Only the lines below from the one containing "used if absent." to the one containing "#[arg(short('l'), long, default_value" should be repeated, both included and unchanged.

DATASET EXTRACT:
Start of Block
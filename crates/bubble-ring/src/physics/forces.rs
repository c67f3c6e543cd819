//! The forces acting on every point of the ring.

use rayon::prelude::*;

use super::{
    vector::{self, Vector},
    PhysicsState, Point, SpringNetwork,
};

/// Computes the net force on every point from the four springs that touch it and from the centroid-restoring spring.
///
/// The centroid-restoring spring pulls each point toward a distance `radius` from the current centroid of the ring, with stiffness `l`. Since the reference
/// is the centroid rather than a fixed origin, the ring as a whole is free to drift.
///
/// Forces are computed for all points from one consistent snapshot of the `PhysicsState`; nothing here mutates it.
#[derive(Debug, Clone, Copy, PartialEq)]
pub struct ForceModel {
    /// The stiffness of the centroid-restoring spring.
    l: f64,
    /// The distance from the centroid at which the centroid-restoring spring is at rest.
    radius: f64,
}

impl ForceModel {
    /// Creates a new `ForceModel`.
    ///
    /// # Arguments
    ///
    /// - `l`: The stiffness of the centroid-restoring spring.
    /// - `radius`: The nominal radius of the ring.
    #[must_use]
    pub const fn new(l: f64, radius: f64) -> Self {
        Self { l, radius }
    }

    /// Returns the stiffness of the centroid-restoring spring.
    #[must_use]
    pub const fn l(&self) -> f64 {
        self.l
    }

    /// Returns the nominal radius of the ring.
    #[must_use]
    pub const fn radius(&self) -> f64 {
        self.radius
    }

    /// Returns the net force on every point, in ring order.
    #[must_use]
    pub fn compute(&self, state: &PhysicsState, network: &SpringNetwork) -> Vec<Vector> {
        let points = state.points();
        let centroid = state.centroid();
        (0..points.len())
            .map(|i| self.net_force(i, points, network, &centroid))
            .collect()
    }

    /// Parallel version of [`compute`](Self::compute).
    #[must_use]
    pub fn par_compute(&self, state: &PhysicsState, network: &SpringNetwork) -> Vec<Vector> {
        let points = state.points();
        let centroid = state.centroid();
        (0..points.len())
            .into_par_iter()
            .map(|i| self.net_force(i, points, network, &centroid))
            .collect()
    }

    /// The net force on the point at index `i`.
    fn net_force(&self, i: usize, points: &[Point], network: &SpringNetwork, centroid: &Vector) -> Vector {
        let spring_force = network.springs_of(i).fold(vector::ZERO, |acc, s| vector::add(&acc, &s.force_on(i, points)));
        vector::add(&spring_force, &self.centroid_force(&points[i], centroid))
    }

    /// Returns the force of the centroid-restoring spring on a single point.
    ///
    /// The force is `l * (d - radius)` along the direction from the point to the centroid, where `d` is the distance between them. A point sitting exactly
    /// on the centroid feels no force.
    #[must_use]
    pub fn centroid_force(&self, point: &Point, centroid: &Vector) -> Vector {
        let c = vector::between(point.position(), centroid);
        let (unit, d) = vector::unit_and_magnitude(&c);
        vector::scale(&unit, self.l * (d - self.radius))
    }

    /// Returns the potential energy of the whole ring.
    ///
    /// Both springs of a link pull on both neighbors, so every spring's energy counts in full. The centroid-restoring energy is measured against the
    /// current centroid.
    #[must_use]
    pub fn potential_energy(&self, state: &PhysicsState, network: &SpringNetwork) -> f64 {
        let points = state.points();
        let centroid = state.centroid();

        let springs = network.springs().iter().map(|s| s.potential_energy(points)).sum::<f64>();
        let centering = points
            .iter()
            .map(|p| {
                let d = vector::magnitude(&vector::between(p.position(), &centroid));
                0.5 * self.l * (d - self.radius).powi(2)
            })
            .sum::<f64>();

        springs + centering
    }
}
End of Block
Start of Block
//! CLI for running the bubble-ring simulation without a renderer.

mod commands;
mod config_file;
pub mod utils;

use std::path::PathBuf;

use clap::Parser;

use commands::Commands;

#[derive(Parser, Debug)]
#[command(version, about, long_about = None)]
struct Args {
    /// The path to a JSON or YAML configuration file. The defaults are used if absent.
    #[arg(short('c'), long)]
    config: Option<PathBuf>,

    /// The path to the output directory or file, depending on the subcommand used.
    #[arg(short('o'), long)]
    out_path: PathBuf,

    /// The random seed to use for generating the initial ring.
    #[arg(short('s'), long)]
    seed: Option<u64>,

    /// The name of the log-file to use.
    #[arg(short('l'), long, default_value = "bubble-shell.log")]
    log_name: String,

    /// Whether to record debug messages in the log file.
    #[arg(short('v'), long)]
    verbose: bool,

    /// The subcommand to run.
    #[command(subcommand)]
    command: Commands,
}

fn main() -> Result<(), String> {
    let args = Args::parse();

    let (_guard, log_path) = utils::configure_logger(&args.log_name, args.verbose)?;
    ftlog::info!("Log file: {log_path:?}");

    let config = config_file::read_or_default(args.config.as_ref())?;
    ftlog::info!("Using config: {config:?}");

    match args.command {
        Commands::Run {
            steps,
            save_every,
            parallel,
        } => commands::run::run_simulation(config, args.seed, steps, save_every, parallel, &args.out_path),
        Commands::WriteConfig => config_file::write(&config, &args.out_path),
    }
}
End of Block
ANSWER AREA:
    /// The path to a JSON or YAML configuration file. The defaults are used if absent.
    #[arg(short('c'), long)]
    config: Option<PathBuf>,

    /// The path to the output directory or file, depending on the subcommand used.
    #[arg(short('o'), long)]
    out_path: PathBuf,

    /// The random seed to use for generating the initial ring.
    #[arg(short('s'), long)]
    seed: Option<u64>,

    /// The name of the log-file to use.
    #[arg(short('l'), long, default_value = "bubble-shell.log")]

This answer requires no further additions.